EXPLAINABLE ARTIFICIAL INTELLIGENCE AND ALGORITHMIC FAIRNESS: ADDRESSING HUMAN RIGHTS CHALLENGES IN DATA SCIENCE APPLICATIONS
Keywords:
explainable AI, algorithmic fairness, jurisprudence, human rights, PDAA, GDPR, AI Act, non-delegation doctrine, counterfactual recourse, distributional shift.Abstract
Automated decision-making systems now govern access to employment, credit, healthcare, and criminal justice across dozens of jurisdictions. This article advances the thesis that algorithmic opacity and algorithmic discrimination are not two separate problems but expressions of a single structural failure: the Compounding Opacity Problem (COP), in which each successive layer of technical and legal accountability generates its own epistemic barrier, rendering oversight formally possible but substantively meaningless.

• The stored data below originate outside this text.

//! Notification models

use chrono::NaiveDateTime;
use serde::Serialize;

/// What triggered a notification
#[derive(Debug, Clone, Copy, PartialEq, Eq, Serialize)]
#[serde(rename_all = "SCREAMING_SNAKE_CASE")]
pub enum NotificationType {
    Like,
    Comment,
    Follow,
    /// A type this client does not know about yet
    Unknown,
}

impl NotificationType {
    /// Parse the backend's type name, case-insensitively.
    pub fn parse(value: &str) -> Self {
        match value.trim().to_ascii_uppercase().as_str() {
            "LIKE" => NotificationType::Like,
            "COMMENT" => NotificationType::Comment,
            "FOLLOW" => NotificationType::Follow,
            _ => NotificationType::Unknown,
        }
    }
}

/// The user whose action produced the notification
#[derive(Debug, Clone, PartialEq, Eq, Serialize)]
pub struct NotificationActor {
    pub id: i64,
    pub username: String,
    pub avatar_url: Option<String>,
}

#[derive(Debug, Clone, PartialEq, Eq, Serialize)]
pub struct Notification {
    pub id: i64,
    pub kind: NotificationType,
    pub actor: NotificationActor,
    /// Related post, if any (absent for follows)
    pub post_id: Option<i64>,
    pub message: String,
    pub is_read: bool,
    pub created_at: NaiveDateTime,
}
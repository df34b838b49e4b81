//! Registration, login and token lifecycle

use std::sync::Arc;

use chrono::Utc;

use crate::api::{LoginRequest, LoginResponse, RefreshTokenRequest, RefreshTokenResponse, RegisterRequest};
use crate::classify::ErrorMessages;
use crate::error::{AppError, Result};
use crate::models::{LoginResult, User};
use crate::session::{DEFAULT_TOKEN_LIFETIME_MILLIS, TokenStore};
use crate::transport::{ApiRequest, Transport};

use super::support::{Endpoint, require_email, require_text};

pub const NO_REFRESH_TOKEN: &str = "No refresh token available";

pub struct AuthRepository {
    endpoint: Endpoint,
    tokens: Arc<TokenStore>,
}

impl AuthRepository {
    pub fn new(transport: Arc<dyn Transport>, tokens: Arc<TokenStore>) -> Self {
        let messages = ErrorMessages::new()
            .unauthorized("Invalid credentials")
            .not_found("Resource not found")
            .conflict("Email or username already exists");
        Self {
            endpoint: Endpoint::new(transport, messages, "auth"),
            tokens,
        }
    }

    pub fn tokens(&self) -> &Arc<TokenStore> {
        &self.tokens
    }

    /// Create an account. The backend signs the new user in immediately.
    pub async fn register(&self, email: &str, username: &str, password: &str) -> Result<User> {
        let body = RegisterRequest {
            email: require_email(email)?,
            username: require_text(username, "Username cannot be empty")?,
            password: require_password(password)?,
        };

        let response: LoginResponse = self
            .endpoint
            .fetch(ApiRequest::post("auth/register").json(&body)?)
            .await?;
        self.store_tokens(&response).await;
        Ok(user_from_login(response))
    }

    /// Sign in with an email address or a username.
    ///
    /// Identifiers containing `@` must be well-formed email addresses.
    pub async fn login(&self, email_or_username: &str, password: &str) -> Result<LoginResult> {
        let identifier = if email_or_username.contains('@') {
            require_email(email_or_username)?
        } else {
            require_text(email_or_username, "Email or username cannot be empty")?
        };
        let body = LoginRequest {
            email_or_username: identifier,
            password: require_password(password)?,
        };

        let response: LoginResponse = self
            .endpoint
            .fetch(ApiRequest::post("auth/login").json(&body)?)
            .await?;
        self.store_tokens(&response).await;

        Ok(LoginResult {
            role: response.role.clone(),
            access_token: response.access_token.clone(),
            refresh_token: response.refresh_token.clone(),
            user: user_from_login(response),
        })
    }

    /// Exchange the stored refresh token for a new access token.
    ///
    /// The refresh token is kept on success. Any failure signs the user out.
    pub async fn refresh_token(&self) -> Result<()> {
        let Some(refresh_token) = self.tokens.refresh_token().await else {
            return Err(AppError::Authentication(NO_REFRESH_TOKEN.to_string()));
        };

        let request = ApiRequest::post("auth/refresh").json(&RefreshTokenRequest {
            refresh_token: refresh_token.clone(),
        })?;

        match self.endpoint.fetch::<RefreshTokenResponse>(request).await {
            Ok(response) => {
                let lifetime = response.expires_in.unwrap_or(DEFAULT_TOKEN_LIFETIME_MILLIS);
                self.tokens
                    .save(response.access_token, refresh_token, lifetime)
                    .await;
                Ok(())
            }
            Err(err) => {
                self.tokens.clear().await;
                Err(err)
            }
        }
    }

    pub async fn logout(&self) -> Result<()> {
        self.tokens.clear().await;
        Ok(())
    }

    /// True when a valid, unexpired access token is held.
    pub async fn is_authenticated(&self) -> bool {
        self.tokens.is_access_token_valid().await
    }

    async fn store_tokens(&self, response: &LoginResponse) {
        self.tokens
            .save(
                response.access_token.clone(),
                response.refresh_token.clone(),
                response.expires_in.unwrap_or(DEFAULT_TOKEN_LIFETIME_MILLIS),
            )
            .await;
    }
}

fn require_password(password: &str) -> Result<String> {
    if password.trim().is_empty() {
        return Err(AppError::Validation("Password cannot be empty".to_string()));
    }
    // Passwords are sent verbatim
    Ok(password.to_string())
}

// Login responses carry only identity fields; the rest stays empty.
fn user_from_login(response: LoginResponse) -> User {
    User {
        id: response.user_id,
        email: response.email,
        username: response.username,
        name: String::new(),
        bio: String::new(),
        avatar_url: None,
        location: String::new(),
        website: None,
        created_at: Utc::now().naive_utc(),
        updated_at: None,
    }
}
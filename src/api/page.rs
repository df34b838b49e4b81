//! Paginated response envelope

use serde::Deserialize;

use crate::models::PagedData;

/// Spring-style page of results
#[derive(Debug, Clone, Deserialize)]
#[serde(rename_all = "camelCase")]
pub struct PageDto<T> {
    pub content: Vec<T>,

    #[serde(default)]
    pub pageable: PageableDto,

    #[serde(default)]
    pub total_elements: u64,

    #[serde(default)]
    pub total_pages: u32,

    #[serde(default)]
    pub last: bool,
}

#[derive(Debug, Clone, Default, Deserialize)]
#[serde(rename_all = "camelCase")]
pub struct PageableDto {
    #[serde(default)]
    pub page_number: u32,

    #[serde(default)]
    pub page_size: u32,
}

impl<T> PageDto<T> {
    /// Map every item and carry the pagination metadata across.
    pub fn into_domain<R>(self, map: impl FnMut(T) -> R) -> PagedData<R> {
        PagedData {
            items: self.content.into_iter().map(map).collect(),
            current_page: self.pageable.page_number,
            page_size: self.pageable.page_size,
            total_elements: self.total_elements,
            total_pages: self.total_pages,
            is_last_page: self.last,
        }
    }
}

#[cfg(test)]
mod tests {
    use super::*;

    #[test]
    fn test_page_into_domain() {
        let json = r#"{
            "content": [1, 2, 3],
            "pageable": { "pageNumber": 2, "pageSize": 3 },
            "totalElements": 9,
            "totalPages": 3,
            "last": true
        }"#;
        let page: PageDto<u32> = serde_json::from_str(json).unwrap();
        let data = page.into_domain(|n| n * 10);

        assert_eq!(data.items, vec![10, 20, 30]);
        assert_eq!(data.current_page, 2);
        assert_eq!(data.page_size, 3);
        assert_eq!(data.total_elements, 9);
        assert!(data.is_last_page);
    }

    #[test]
    fn test_page_tolerates_missing_metadata() {
        let page: PageDto<u32> = serde_json::from_str(r#"{"content": []}"#).unwrap();
        let data = page.into_domain(|n| n);
        assert!(data.items.is_empty());
        assert_eq!(data.total_pages, 0);
    }
}
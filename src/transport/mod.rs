//! HTTP transport abstraction
//!
//! Repositories describe requests as [`ApiRequest`] values and hand them to
//! a [`Transport`]. Non-2xx statuses come back as
//! [`TransportFailure::Http`], so a successful [`ApiResponse`] always means
//! the call succeeded.

mod http;
#[cfg(test)]
pub mod mock;

use async_trait::async_trait;
use reqwest::Method;
use serde::Serialize;
use serde::de::DeserializeOwned;

use crate::error::TransportFailure;

pub use http::{DEFAULT_TIMEOUT_SECS, HttpTransport};

/// A request relative to a transport's base URL
///
/// `path` is the unencoded route, used for logging and mock routing.
/// `segments` holds the same route split into path segments; transports
/// percent-encode each one on its own.
#[derive(Debug, Clone, PartialEq)]
pub struct ApiRequest {
    pub method: Method,
    pub path: String,
    pub segments: Vec<String>,
    pub query: Vec<(String, String)>,
    pub body: Option<serde_json::Value>,
}

impl ApiRequest {
    /// `path` is a fixed route such as `users/search`; use
    /// [`ApiRequest::segment`] for caller-supplied values.
    pub fn new(method: Method, path: impl Into<String>) -> Self {
        let path = path.into().trim_matches('/').to_string();
        let segments = path
            .split('/')
            .filter(|s| !s.is_empty())
            .map(str::to_string)
            .collect();
        Self {
            method,
            path,
            segments,
            query: Vec::new(),
            body: None,
        }
    }

    pub fn get(path: impl Into<String>) -> Self {
        Self::new(Method::GET, path)
    }

    pub fn post(path: impl Into<String>) -> Self {
        Self::new(Method::POST, path)
    }

    pub fn put(path: impl Into<String>) -> Self {
        Self::new(Method::PUT, path)
    }

    pub fn delete(path: impl Into<String>) -> Self {
        Self::new(Method::DELETE, path)
    }

    /// Append one path segment. `/`, `?`, `#` and `%` in `value` stay part
    /// of the segment.
    pub fn segment(mut self, value: impl ToString) -> Self {
        let value = value.to_string();
        if !self.path.is_empty() {
            self.path.push('/');
        }
        self.path.push_str(&value);
        self.segments.push(value);
        self
    }

    /// Append a query parameter.
    pub fn query(mut self, key: impl Into<String>, value: impl ToString) -> Self {
        self.query.push((key.into(), value.to_string()));
        self
    }

    /// Append `page` and `size` parameters.
    pub fn page(self, page: u32, size: u32) -> Self {
        self.query("page", page).query("size", size)
    }

    /// Attach a JSON body.
    pub fn json<T: Serialize + ?Sized>(mut self, body: &T) -> Result<Self, TransportFailure> {
        let value = serde_json::to_value(body)
            .map_err(|e| TransportFailure::Other(format!("Failed to encode request: {e}")))?;
        self.body = Some(value);
        Ok(self)
    }

    /// Value of the first query parameter named `key`.
    pub fn query_value(&self, key: &str) -> Option<&str> {
        self.query
            .iter()
            .find(|(k, _)| k == key)
            .map(|(_, v)| v.as_str())
    }
}

/// A successful (2xx) response
#[derive(Debug, Clone, PartialEq, Eq)]
pub struct ApiResponse {
    pub status: u16,
    pub body: String,
}

impl ApiResponse {
    pub fn new(status: u16, body: impl Into<String>) -> Self {
        Self {
            status,
            body: body.into(),
        }
    }

    /// Decode the body as JSON.
    pub fn json<T: DeserializeOwned>(&self) -> Result<T, TransportFailure> {
        serde_json::from_str(&self.body).map_err(|e| TransportFailure::Decode(e.to_string()))
    }
}

/// Executes requests against a remote backend.
#[async_trait]
pub trait Transport: Send + Sync {
    async fn execute(&self, request: ApiRequest) -> Result<ApiResponse, TransportFailure>;
}

#[cfg(test)]
mod tests {
    use super::*;

    #[test]
    fn test_request_builder() {
        let request = ApiRequest::get("users/search")
            .query("query", "ana")
            .page(2, 20);

        assert_eq!(request.method, Method::GET);
        assert_eq!(request.query_value("query"), Some("ana"));
        assert_eq!(request.query_value("page"), Some("2"));
        assert_eq!(request.query_value("size"), Some("20"));
        assert!(request.body.is_none());
    }

    #[test]
    fn test_request_segments() {
        let request = ApiRequest::get("/users/username/").segment("ana#1");

        assert_eq!(request.path, "users/username/ana#1");
        assert_eq!(request.segments, vec!["users", "username", "ana#1"]);
    }

    #[test]
    fn test_segment_keeps_slashes_together() {
        let request = ApiRequest::get("users/username").segment("a/../me");
        assert_eq!(request.segments.len(), 3);
        assert_eq!(request.segments[2], "a/../me");
    }

    #[test]
    fn test_request_json_body() {
        let request = ApiRequest::post("likes/batch/counts")
            .json(&serde_json::json!({ "postIds": [1, 2] }))
            .unwrap();
        assert_eq!(request.body.unwrap()["postIds"][1], 2);
    }

    #[test]
    fn test_response_decode_failure() {
        let response = ApiResponse::new(200, "not json");
        let result: Result<serde_json::Value, _> = response.json();
        assert!(matches!(result, Err(TransportFailure::Decode(_))));
    }
}
//! In-memory response cache
//!
//! Each repository owns its own [`BoundedTtlCache`]; nothing here is a
//! process-wide singleton.

pub mod clock;
pub mod entry;
pub mod memory;

use std::num::NonZeroUsize;
use std::time::Duration;

/// Cache TTL defaults per data type
pub struct CacheTtl;

impl CacheTtl {
    // Profiles change rarely
    pub const USERS: Duration = Duration::from_secs(5 * 60); // 5 min

    // Feed page 0 goes stale quickly
    pub const FEED: Duration = Duration::from_secs(2 * 60); // 2 min
}

/// Cache capacity defaults per data type
pub struct CacheCapacity;

impl CacheCapacity {
    pub const USERS: NonZeroUsize = NonZeroUsize::new(100).unwrap();
    pub const FEED: NonZeroUsize = NonZeroUsize::new(10).unwrap();
}

pub use clock::{Clock, ManualClock, SystemClock};
pub use entry::TimedEntry;
pub use memory::BoundedTtlCache;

We demonstrate that post-hoc explainability methods are legally inadequate, that fairness metrics are mathematically incompatible with one another, and that current regulatory frameworks lack the technical specificity to detect either failure. We further advance an original jurisprudential argument: the selection of a fairness metric is not a technical act but a normative one with the distributional consequences of primary legislation, and its current delegation to developers without statutory constraint constitutes an unconstitutional non-delegation of legislative authority. Against this diagnosis, we propose Pre-Deployment Adversarial Auditing (PDAA), an integrated framework combining adversarial pipeline probing, subgroup stress-testing under distributional shift, counterfactual recourse certification, and continuous post-deployment monitoring, supported by National Algorithmic Audit Authorities with independent technical access powers.